DIRECTIONS – Please copy out the entries below exactly, beginning with the line that contains "pub fn value(&self, index: usize)" and ending with the line that contains "pub fn path_var(&self, name: &str)", and include nothing outside that span.

INFORMATION GIVEN –
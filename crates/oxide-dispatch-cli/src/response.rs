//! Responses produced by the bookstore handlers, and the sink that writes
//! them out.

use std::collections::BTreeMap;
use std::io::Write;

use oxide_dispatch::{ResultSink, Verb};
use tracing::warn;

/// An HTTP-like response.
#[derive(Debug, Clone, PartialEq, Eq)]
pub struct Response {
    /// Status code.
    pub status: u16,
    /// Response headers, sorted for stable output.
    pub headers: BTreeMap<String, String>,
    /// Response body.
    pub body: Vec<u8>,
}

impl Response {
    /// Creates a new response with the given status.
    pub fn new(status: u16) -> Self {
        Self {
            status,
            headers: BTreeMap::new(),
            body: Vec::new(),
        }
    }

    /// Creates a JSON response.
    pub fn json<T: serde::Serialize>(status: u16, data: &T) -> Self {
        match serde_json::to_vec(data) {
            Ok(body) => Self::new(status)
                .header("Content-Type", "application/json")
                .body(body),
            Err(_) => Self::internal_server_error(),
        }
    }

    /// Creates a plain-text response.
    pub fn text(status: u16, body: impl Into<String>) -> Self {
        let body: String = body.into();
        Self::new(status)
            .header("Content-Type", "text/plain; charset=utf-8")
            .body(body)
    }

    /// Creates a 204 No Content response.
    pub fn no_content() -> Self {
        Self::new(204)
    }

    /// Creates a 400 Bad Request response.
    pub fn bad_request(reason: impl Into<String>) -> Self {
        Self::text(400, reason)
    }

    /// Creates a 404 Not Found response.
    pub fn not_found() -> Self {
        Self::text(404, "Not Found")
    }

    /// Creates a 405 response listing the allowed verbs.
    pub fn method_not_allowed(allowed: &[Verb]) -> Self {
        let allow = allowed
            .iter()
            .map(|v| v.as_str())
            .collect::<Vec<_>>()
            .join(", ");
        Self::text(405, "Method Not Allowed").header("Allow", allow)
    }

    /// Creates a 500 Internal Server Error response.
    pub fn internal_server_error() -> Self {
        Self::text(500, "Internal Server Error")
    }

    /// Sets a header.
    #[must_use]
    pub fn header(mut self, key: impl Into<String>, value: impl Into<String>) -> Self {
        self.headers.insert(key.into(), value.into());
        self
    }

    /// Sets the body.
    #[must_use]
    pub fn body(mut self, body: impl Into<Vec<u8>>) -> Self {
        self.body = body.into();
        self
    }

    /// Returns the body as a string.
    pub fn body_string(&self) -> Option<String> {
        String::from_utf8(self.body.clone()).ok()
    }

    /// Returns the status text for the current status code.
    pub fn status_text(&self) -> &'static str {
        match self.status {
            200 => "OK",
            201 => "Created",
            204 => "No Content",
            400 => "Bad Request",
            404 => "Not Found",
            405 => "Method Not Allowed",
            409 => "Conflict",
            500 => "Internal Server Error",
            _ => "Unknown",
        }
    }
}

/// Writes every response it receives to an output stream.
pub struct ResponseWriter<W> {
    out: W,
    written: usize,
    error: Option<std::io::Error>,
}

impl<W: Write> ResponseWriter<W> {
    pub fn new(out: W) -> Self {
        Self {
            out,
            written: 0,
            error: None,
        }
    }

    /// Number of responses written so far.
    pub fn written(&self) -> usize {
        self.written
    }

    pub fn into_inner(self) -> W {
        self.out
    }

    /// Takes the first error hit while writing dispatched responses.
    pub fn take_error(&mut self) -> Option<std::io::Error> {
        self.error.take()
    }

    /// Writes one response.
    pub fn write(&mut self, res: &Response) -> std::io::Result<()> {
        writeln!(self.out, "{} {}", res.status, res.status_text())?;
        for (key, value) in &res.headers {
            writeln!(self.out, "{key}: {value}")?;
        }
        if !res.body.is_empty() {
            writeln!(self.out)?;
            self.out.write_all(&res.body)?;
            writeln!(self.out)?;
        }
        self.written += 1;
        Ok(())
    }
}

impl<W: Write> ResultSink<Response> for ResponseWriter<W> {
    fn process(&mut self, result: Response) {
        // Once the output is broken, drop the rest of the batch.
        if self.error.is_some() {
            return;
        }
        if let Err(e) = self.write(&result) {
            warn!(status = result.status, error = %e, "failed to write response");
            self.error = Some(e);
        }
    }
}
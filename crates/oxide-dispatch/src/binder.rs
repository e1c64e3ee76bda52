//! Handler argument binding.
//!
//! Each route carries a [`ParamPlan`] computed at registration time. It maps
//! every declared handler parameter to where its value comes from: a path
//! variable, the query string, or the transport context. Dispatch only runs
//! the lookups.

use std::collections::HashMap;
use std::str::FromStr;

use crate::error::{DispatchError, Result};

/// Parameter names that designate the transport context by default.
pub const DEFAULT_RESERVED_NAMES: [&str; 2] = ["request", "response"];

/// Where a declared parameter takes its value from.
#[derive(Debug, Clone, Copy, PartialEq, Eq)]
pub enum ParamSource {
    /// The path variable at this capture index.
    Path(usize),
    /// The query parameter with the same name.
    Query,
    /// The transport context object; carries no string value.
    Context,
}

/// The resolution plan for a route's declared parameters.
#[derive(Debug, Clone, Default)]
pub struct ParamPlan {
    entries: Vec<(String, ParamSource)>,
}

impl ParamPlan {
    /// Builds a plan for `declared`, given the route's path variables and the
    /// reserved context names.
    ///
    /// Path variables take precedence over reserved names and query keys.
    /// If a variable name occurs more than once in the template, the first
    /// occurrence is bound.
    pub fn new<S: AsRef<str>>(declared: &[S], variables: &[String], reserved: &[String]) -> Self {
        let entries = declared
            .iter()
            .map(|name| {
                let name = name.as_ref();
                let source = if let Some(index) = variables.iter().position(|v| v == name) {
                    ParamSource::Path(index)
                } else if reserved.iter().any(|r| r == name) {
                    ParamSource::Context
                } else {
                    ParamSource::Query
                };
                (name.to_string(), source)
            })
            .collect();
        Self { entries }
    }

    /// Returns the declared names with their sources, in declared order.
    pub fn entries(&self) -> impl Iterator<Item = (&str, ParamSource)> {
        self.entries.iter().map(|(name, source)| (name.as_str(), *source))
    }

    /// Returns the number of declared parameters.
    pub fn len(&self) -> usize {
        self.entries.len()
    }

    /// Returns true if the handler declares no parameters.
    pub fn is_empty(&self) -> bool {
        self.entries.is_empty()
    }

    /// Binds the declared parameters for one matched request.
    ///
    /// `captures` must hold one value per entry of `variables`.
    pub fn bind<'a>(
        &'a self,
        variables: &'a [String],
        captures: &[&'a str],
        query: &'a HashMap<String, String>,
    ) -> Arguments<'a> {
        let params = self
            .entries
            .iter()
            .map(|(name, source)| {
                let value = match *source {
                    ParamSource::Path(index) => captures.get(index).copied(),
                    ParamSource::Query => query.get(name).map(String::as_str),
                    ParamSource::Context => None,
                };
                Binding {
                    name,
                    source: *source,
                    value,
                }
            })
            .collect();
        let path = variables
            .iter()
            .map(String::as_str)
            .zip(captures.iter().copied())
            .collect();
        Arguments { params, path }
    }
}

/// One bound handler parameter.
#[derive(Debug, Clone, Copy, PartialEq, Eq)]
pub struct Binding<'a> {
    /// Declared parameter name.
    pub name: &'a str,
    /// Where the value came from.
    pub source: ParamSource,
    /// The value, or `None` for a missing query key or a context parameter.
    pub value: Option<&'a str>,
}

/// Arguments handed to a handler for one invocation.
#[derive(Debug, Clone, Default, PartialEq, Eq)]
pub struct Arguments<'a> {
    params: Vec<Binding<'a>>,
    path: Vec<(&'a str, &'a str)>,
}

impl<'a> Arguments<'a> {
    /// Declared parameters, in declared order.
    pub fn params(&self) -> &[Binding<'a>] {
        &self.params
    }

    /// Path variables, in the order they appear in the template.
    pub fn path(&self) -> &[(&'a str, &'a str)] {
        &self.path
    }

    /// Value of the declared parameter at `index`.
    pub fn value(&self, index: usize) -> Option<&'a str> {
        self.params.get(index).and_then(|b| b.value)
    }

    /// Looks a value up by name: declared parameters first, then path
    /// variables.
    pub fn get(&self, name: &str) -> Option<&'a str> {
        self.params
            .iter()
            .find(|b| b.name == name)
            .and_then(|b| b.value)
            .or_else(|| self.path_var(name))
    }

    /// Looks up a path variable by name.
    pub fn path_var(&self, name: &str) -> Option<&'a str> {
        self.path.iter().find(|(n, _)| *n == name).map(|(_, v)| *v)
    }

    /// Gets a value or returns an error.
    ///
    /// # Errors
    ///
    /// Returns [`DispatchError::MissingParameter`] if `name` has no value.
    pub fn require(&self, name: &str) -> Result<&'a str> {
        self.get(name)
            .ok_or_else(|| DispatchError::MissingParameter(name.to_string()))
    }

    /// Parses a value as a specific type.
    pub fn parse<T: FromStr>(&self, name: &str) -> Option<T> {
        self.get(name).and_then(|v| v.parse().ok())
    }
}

ANSWER FOR THE TASK –
    pub fn value(&self, index: usize) -> Option<&'a str> {
        self.params.get(index).and_then(|b| b.value)
    }

    /// Looks a value up by name: declared parameters first, then path
    /// variables.
    pub fn get(&self, name: &str) -> Option<&'a str> {
        self.params
            .iter()
            .find(|b| b.name == name)
            .and_then(|b| b.value)
            .or_else(|| self.path_var(name))
    }

    /// Looks up a path variable by name.
    pub fn path_var(&self, name: &str) -> Option<&'a str> {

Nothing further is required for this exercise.